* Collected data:
-.-.-

//! Plugins and the scheme registry.

use std::collections::BTreeMap;
use std::fmt;
use std::sync::Arc;

use channelfs_locator::{Locator, Options};

use crate::{Backend, ChannelError, Mode, Permissions};

/// Everything a plugin needs to open a medium.
#[derive(Debug, Clone, Copy)]
pub struct OpenRequest<'a> {
    pub options: &'a Options,
    pub mode: Mode,
    pub permissions: Permissions,
}

/// One scheme's way of opening a medium.
///
/// A plugin turns a locator payload into options, and options into a
/// [`Backend`]. It is shared by every channel opened through it and holds
/// no per-channel state.
pub trait Plugin: Send + Sync {
    /// The scheme this plugin serves, e.g. `"File"`.
    fn scheme(&self) -> &'static str;

    /// Access mode used when the caller gives none.
    fn default_mode(&self) -> Option<Mode> {
        None
    }

    /// Translate the payload of `Scheme://payload` into options.
    fn payload_options(&self, payload: &str) -> Result<Options, ChannelError>;

    /// Open the medium described by the request.
    fn open(&self, request: &OpenRequest<'_>) -> Result<Box<dyn Backend>, ChannelError>;
}

/// A freshly opened backend together with its resolved mode.
pub struct Opened {
    pub scheme: &'static str,
    pub backend: Box<dyn Backend>,
    pub mode: Mode,
    pub permissions: Permissions,
}

impl fmt::Debug for Opened {
    fn fmt(&self, f: &mut fmt::Formatter<'_>) -> fmt::Result {
        f.debug_struct("Opened")
            .field("scheme", &self.scheme)
            .field("mode", &self.mode)
            .field("permissions", &self.permissions)
            .finish_non_exhaustive()
    }
}

/// Maps scheme names (case-insensitive) to plugins.
#[derive(Clone, Default)]
pub struct Registry {
    plugins: BTreeMap<String, Arc<dyn Plugin>>,
}

impl Registry {
    pub fn new() -> Self {
        Self::default()
    }

    /// Register a plugin, returning the one it replaced.
    pub fn register<P: Plugin + 'static>(&mut self, plugin: P) -> Option<Arc<dyn Plugin>> {
        self.plugins
            .insert(plugin.scheme().to_ascii_lowercase(), Arc::new(plugin))
    }

    /// Builder-style [`Registry::register`].
    #[must_use]
    pub fn with<P: Plugin + 'static>(mut self, plugin: P) -> Self {
        self.register(plugin);
        self
    }

    pub fn get(&self, scheme: &str) -> Option<Arc<dyn Plugin>> {
        self.plugins.get(&scheme.to_ascii_lowercase()).cloned()
    }

    /// Registered schemes as the plugins spell them.
    pub fn schemes(&self) -> impl Iterator<Item = &'static str> + '_ {
        self.plugins.values().map(|p| p.scheme())
    }

    fn plugin(&self, scheme: &str) -> Result<Arc<dyn Plugin>, ChannelError> {
        self.get(scheme).ok_or_else(|| ChannelError::UnknownScheme {
            scheme: scheme.to_string(),
        })
    }

    /// Open `Scheme://payload [options]`.
    pub fn open_locator(
        &self,
        locator: &str,
        mode: Mode,
        permissions: Permissions,
    ) -> Result<Opened, ChannelError> {
        let locator = Locator::parse(locator)?;
        let plugin = self.plugin(locator.scheme())?;
        let (_, payload, extra) = locator.into_parts();

        let mut options = plugin.payload_options(&payload)?;
        options.extend(extra);

        Self::open_with(plugin.as_ref(), &options, mode, permissions)
    }

    /// Open from an option list whose `stream` option names the scheme.
    pub fn open_options(
        &self,
        options: &Options,
        mode: Mode,
        permissions: Permissions,
    ) -> Result<Opened, ChannelError> {
        let scheme = options
            .get("stream")
            .ok_or(ChannelError::MissingOption { option: "stream" })?;
        let plugin = self.plugin(scheme)?;
        Self::open_with(plugin.as_ref(), options, mode, permissions)
    }

    fn open_with(
        plugin: &dyn Plugin,
        options: &Options,
        mode: Mode,
        permissions: Permissions,
    ) -> Result<Opened, ChannelError> {
        let mode = if mode.is_defined() {
            mode
        } else {
            mode | plugin.default_mode().ok_or(ChannelError::UndefinedMode)?
        };
        mode.validate()?;

        let request = OpenRequest {
            options,
            mode,
            permissions,
        };
        let backend = plugin.open(&request)?;
        log::debug!("opened {} channel with mode {:?}", plugin.scheme(), mode);

        Ok(Opened {
            scheme: plugin.scheme(),
            backend,
            mode,
            permissions,
        })
    }
}

impl fmt::Debug for Registry {
    fn fmt(&self, f: &mut fmt::Formatter<'_>) -> fmt::Result {
        f.debug_list().entries(self.schemes()).finish()
    }
}

#[cfg(test)]
mod tests {
    use super::*;
    use crate::testing::ScriptedBackend;
    use crate::ErrorKind;

    struct Echo;

    impl Plugin for Echo {
        fn scheme(&self) -> &'static str {
            "Echo"
        }

        fn default_mode(&self) -> Option<Mode> {
            Some(Mode::READ_ONLY)
        }

        fn payload_options(&self, payload: &str) -> Result<Options, ChannelError> {
            let mut options = Options::new();
            options.push("name", payload);
            Ok(options)
        }

        fn open(&self, request: &OpenRequest<'_>) -> Result<Box<dyn Backend>, ChannelError> {
            let name = request
                .options
                .get("name")
                .ok_or(ChannelError::MissingOption { option: "name" })?;
            Ok(Box::new(ScriptedBackend::new(name.as_bytes(), true)))
        }
    }

    #[test]
    fn open_locator_works() {
        let registry = Registry::new().with(Echo);
        let mut opened = registry
            .open_locator("echo://hello", Mode::empty(), Permissions::empty())
            .unwrap();
        assert_eq!(opened.scheme, "Echo");
        assert_eq!(opened.mode, Mode::READ_ONLY);

        let mut buf = [0u8; 5];
        assert_eq!(opened.backend.read(&mut buf).unwrap().bytes, 5);
        assert_eq!(&buf, b"hello");
    }

    #[test]
    fn default_mode_merges_with_flags() {
        let registry = Registry::new().with(Echo);
        let opened = registry
            .open_locator("Echo://x", Mode::NOT_CLOSE, Permissions::empty())
            .unwrap();
        assert_eq!(opened.mode, Mode::READ_ONLY | Mode::NOT_CLOSE);
    }

    #[test]
    fn open_options_needs_stream() {
        let registry = Registry::new().with(Echo);
        let options = Options::parse("name=abc").unwrap();
        let err = registry
            .open_options(&options, Mode::READ_ONLY, Permissions::empty())
            .unwrap_err();
        assert_eq!(err.kind(), ErrorKind::MissingOption);

        let options = Options::parse("stream=ECHO name=abc").unwrap();
        assert!(registry
            .open_options(&options, Mode::READ_ONLY, Permissions::empty())
            .is_ok());
    }

    #[test]
    fn unknown_scheme_fails() {
        let registry = Registry::new().with(Echo);
        let err = registry
            .open_locator("Nope://x", Mode::READ_ONLY, Permissions::empty())
            .unwrap_err();
        assert!(matches!(err, ChannelError::UnknownScheme { .. }));
    }

    #[test]
    fn bad_mode_fails_before_open() {
        let registry = Registry::new().with(Echo);
        let err = registry
            .open_locator(
                "Echo://x",
                Mode::READ_ONLY | Mode::WRITE_ONLY,
                Permissions::empty(),
            )
            .unwrap_err();
        assert_eq!(err.kind(), ErrorKind::Mode);
    }

    #[test]
    fn register_replaces_and_lists() {
        let mut registry = Registry::new();
        assert!(registry.register(Echo).is_none());
        assert!(registry.register(Echo).is_some());
        assert_eq!(registry.schemes().collect::<Vec<_>>(), vec!["Echo"]);
        assert_eq!(format!("{:?}", registry), "[\"Echo\"]");
    }
}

-.-.-

* WHAT IS REQUIRED:
The answer should consist solely of the lines from the first line above through the one with "(case-insensitive) to plugins.", both included, repeated exactly.

* EXERCISE ANSWER:
//! Plugins and the scheme registry.

use std::collections::BTreeMap;
use std::fmt;
use std::sync::Arc;

use channelfs_locator::{Locator, Options};

use crate::{Backend, ChannelError, Mode, Permissions};

/// Everything a plugin needs to open a medium.
#[derive(Debug, Clone, Copy)]
pub struct OpenRequest<'a> {
    pub options: &'a Options,
    pub mode: Mode,
    pub permissions: Permissions,
}

/// One scheme's way of opening a medium.
///
/// A plugin turns a locator payload into options, and options into a
/// [`Backend`]. It is shared by every channel opened through it and holds
/// no per-channel state.
pub trait Plugin: Send + Sync {
    /// The scheme this plugin serves, e.g. `"File"`.
    fn scheme(&self) -> &'static str;

    /// Access mode used when the caller gives none.
    fn default_mode(&self) -> Option<Mode> {
        None
    }

    /// Translate the payload of `Scheme://payload` into options.
    fn payload_options(&self, payload: &str) -> Result<Options, ChannelError>;

    /// Open the medium described by the request.
    fn open(&self, request: &OpenRequest<'_>) -> Result<Box<dyn Backend>, ChannelError>;
}

/// A freshly opened backend together with its resolved mode.
pub struct Opened {
    pub scheme: &'static str,
    pub backend: Box<dyn Backend>,
    pub mode: Mode,
    pub permissions: Permissions,
}

impl fmt::Debug for Opened {
    fn fmt(&self, f: &mut fmt::Formatter<'_>) -> fmt::Result {
        f.debug_struct("Opened")
            .field("scheme", &self.scheme)
            .field("mode", &self.mode)
            .field("permissions", &self.permissions)
            .finish_non_exhaustive()
    }
}

/// Maps scheme names (case-insensitive) to plugins.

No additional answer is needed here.